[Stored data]
━━━━
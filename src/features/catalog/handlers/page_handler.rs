use axum::{
    extract::{Form, Path, Query, State},
    response::{Html, Redirect, Response},
};
use serde::Deserialize;
use std::sync::Arc;

use crate::core::error::AppError;
use crate::features::catalog::dashboard::{redirect_to_page, redirect_with_notice, CatalogDashboard};
use crate::features::catalog::models::Language;
use crate::features::catalog::services::NodeKey;
use crate::shared::constants::CATALOG_PAGE_PATH;

#[derive(Debug, Deserialize)]
pub struct PageQuery {
    pub notice: Option<String>,
}

#[derive(Debug, Deserialize)]
pub struct LanguageForm {
    pub lang: String,
}

/// Catalog page; the first visit triggers the initial fetch.
pub async fn catalog_page(
    State(dashboard): State<Arc<CatalogDashboard>>,
    Query(query): Query<PageQuery>,
) -> Result<Html<String>, AppError> {
    dashboard.query().ensure_loaded().await;
    dashboard.render(query.notice).await
}

/// Manual refresh and "Try Again"
pub async fn refresh(State(dashboard): State<Arc<CatalogDashboard>>) -> Response {
    if let Err(e) = dashboard.query().fetch().await {
        tracing::debug!("Refresh failed, error state rendered: {}", e);
    }
    redirect_to_page()
}

pub async fn change_language(
    State(dashboard): State<Arc<CatalogDashboard>>,
    Form(form): Form<LanguageForm>,
) -> Response {
    let language = match form.lang.parse::<Language>() {
        Ok(language) => language,
        Err(e) => return redirect_with_notice(&e),
    };
    if let Err(e) = dashboard.query().set_language(language).await {
        tracing::debug!("Catalog fetch for {} failed: {}", language, e);
    }
    redirect_to_page()
}

pub async fn toggle_category(
    State(dashboard): State<Arc<CatalogDashboard>>,
    Path(id): Path<i64>,
) -> Redirect {
    dashboard.query().toggle_expansion(NodeKey::Category(id)).await;
    Redirect::to(&format!("{}#category-{}", CATALOG_PAGE_PATH, id))
}

pub async fn toggle_service(
    State(dashboard): State<Arc<CatalogDashboard>>,
    Path(id): Path<i64>,
) -> Redirect {
    dashboard.query().toggle_expansion(NodeKey::Service(id)).await;
    Redirect::to(&format!("{}#service-{}", CATALOG_PAGE_PATH, id))
}

pub async fn open_add_category(State(dashboard): State<Arc<CatalogDashboard>>) -> Response {
    let language = dashboard.query().language().await;
    dashboard.page().lock().await.open_add_category(language);
    redirect_to_page()
}

pub async fn open_edit_category(
    State(dashboard): State<Arc<CatalogDashboard>>,
    Path(id): Path<i64>,
) -> Response {
    let language = dashboard.query().language().await;
    let Some(category) = dashboard
        .query()
        .read(|tree| tree.find_category(id).cloned())
        .await
    else {
        return redirect_with_notice(&format!("Category {} not found", id));
    };
    dashboard
        .page()
        .lock()
        .await
        .open_edit_category(&category, language);
    redirect_to_page()
}

pub async fn open_add_service(
    State(dashboard): State<Arc<CatalogDashboard>>,
    Path(category_id): Path<i64>,
) -> Response {
    let language = dashboard.query().language().await;
    dashboard
        .page()
        .lock()
        .await
        .open_add_service(category_id, language);
    redirect_to_page()
}

pub async fn open_category_translation(
    State(dashboard): State<Arc<CatalogDashboard>>,
    Path(id): Path<i64>,
) -> Response {
    let language = dashboard.query().language().await;
    let Some(category) = dashboard
        .query()
        .read(|tree| tree.find_category(id).cloned())
        .await
    else {
        return redirect_with_notice(&format!("Category {} not found", id));
    };
    dashboard
        .page()
        .lock()
        .await
        .open_category_translation(&category, id, language);
    redirect_to_page()
}

pub async fn open_edit_service(
    State(dashboard): State<Arc<CatalogDashboard>>,
    Path(id): Path<i64>,
) -> Response {
    let language = dashboard.query().language().await;
    let Some((service, parent)) = dashboard
        .query()
        .read(|tree| tree.find_service(id).map(|s| (s.clone(), tree.parent_of(id))))
        .await
    else {
        return redirect_with_notice(&format!("Service {} not found", id));
    };
    dashboard
        .page()
        .lock()
        .await
        .open_edit_service(&service, parent, language);
    redirect_to_page()
}

pub async fn open_add_sub_service(
    State(dashboard): State<Arc<CatalogDashboard>>,
    Path(parent_id): Path<i64>,
) -> Response {
    let language = dashboard.query().language().await;
    let Some(category_id) = dashboard
        .query()
        .read(|tree| tree.find_service(parent_id).map(|s| s.category_id))
        .await
    else {
        return redirect_with_notice(&format!("Service {} not found", parent_id));
    };
    dashboard
        .page()
        .lock()
        .await
        .open_add_sub_service(parent_id, category_id, language);
    redirect_to_page()
}

pub async fn open_service_translation(
    State(dashboard): State<Arc<CatalogDashboard>>,
    Path(id): Path<i64>,
) -> Response {
    let language = dashboard.query().language().await;
    let Some(service) = dashboard
        .query()
        .read(|tree| tree.find_service(id).cloned())
        .await
    else {
        return redirect_with_notice(&format!("Service {} not found", id));
    };
    dashboard
        .page()
        .lock()
        .await
        .open_service_translation(&service, id, language);
    redirect_to_page()
}

/// Deletion is confirmed even for services missing from the local tree.
pub async fn open_delete(
    State(dashboard): State<Arc<CatalogDashboard>>,
    Path(id): Path<i64>,
) -> Response {
    let name = dashboard
        .query()
        .read(|tree| tree.find_service(id).map(|s| s.name.clone()))
        .await;
    dashboard.page().lock().await.open_delete(id, name);
    redirect_to_page()
}

pub async fn open_import(State(dashboard): State<Arc<CatalogDashboard>>) -> Response {
    dashboard.page().lock().await.open_import();
    redirect_to_page()
}

pub async fn close_modal(State(dashboard): State<Arc<CatalogDashboard>>) -> Response {
    dashboard.page().lock().await.close();
    redirect_to_page()
}
//! HTML rendering of the catalog page using Jinja2 templates.
//!
//! Templates are compiled into the binary and loaded once at startup.

use minijinja::{AutoEscape, Environment};
use serde::Serialize;

use crate::core::error::{AppError, Result};
use crate::features::catalog::models::Language;
use crate::features::catalog::services::PendingStatus;
use crate::features::catalog::views::page_state::Modal;
use crate::features::catalog::views::tree_view::{CategoryNode, ParentOption};

const TEMPLATES: &[(&str, &str)] = &[
    (
        "layout.html",
        include_str!("../../../../templates/catalog/layout.html"),
    ),
    (
        "page.html",
        include_str!("../../../../templates/catalog/page.html"),
    ),
    (
        "modal.html",
        include_str!("../../../../templates/catalog/modal.html"),
    ),
];

/// Language selector entry
#[derive(Debug, Clone, Serialize)]
pub struct LanguageOption {
    pub value: &'static str,
    pub label: &'static str,
    pub selected: bool,
}

impl LanguageOption {
    pub fn all(current: Language) -> Vec<Self> {
        Language::ALL
            .iter()
            .map(|lang| Self {
                value: lang.as_str(),
                label: lang.label(),
                selected: *lang == current,
            })
            .collect()
    }
}

/// Category choice offered by the service form
#[derive(Debug, Clone, Serialize)]
pub struct CategoryOption {
    pub id: i64,
    pub name: String,
}

/// Everything the catalog page template reads
#[derive(Debug, Clone, Serialize)]
pub struct CatalogPageContext {
    pub language: &'static str,
    pub languages: Vec<LanguageOption>,
    pub loaded: bool,
    pub error: Option<String>,
    pub categories: Vec<CategoryNode>,
    pub category_options: Vec<CategoryOption>,
    /// Parent picker of the open service form
    pub parent_options: Vec<ParentOption>,
    pub modal: Option<Modal>,
    pub pending: PendingStatus,
    pub notice: Option<String>,
    pub session_active: bool,
    pub fetched_at: Option<String>,
}

pub struct CatalogRenderer {
    env: Environment<'static>,
}

impl CatalogRenderer {
    pub fn new() -> Result<Self> {
        let mut env = Environment::new();
        env.set_auto_escape_callback(|_| AutoEscape::Html);

        for (name, source) in TEMPLATES {
            env.add_template(name, source).map_err(|e| {
                AppError::Internal(format!("Failed to load template {}: {}", name, e))
            })?;
            tracing::debug!("Loaded template: {}", name);
        }

        Ok(Self { env })
    }

    pub fn render_catalog(&self, ctx: &CatalogPageContext) -> Result<String> {
        let template = self
            .env
            .get_template("page.html")
            .map_err(|_| AppError::Internal("Template 'page.html' not found".to_string()))?;

        template
            .render(ctx)
            .map_err(|e| AppError::Internal(format!("Failed to render template: {}", e)))
    }
}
━━━━
*Goal of the exercise*: Copy all lines of the preceding data that hold the word "AppError".

*Reply*:
use crate::core::error::AppError;
) -> Result<Html<String>, AppError> {
use crate::core::error::{AppError, Result};
                AppError::Internal(format!("Failed to load template {}: {}", name, e))
            .map_err(|_| AppError::Internal("Template 'page.html' not found".to_string()))?;
            .map_err(|e| AppError::Internal(format!("Failed to render template: {}", e)))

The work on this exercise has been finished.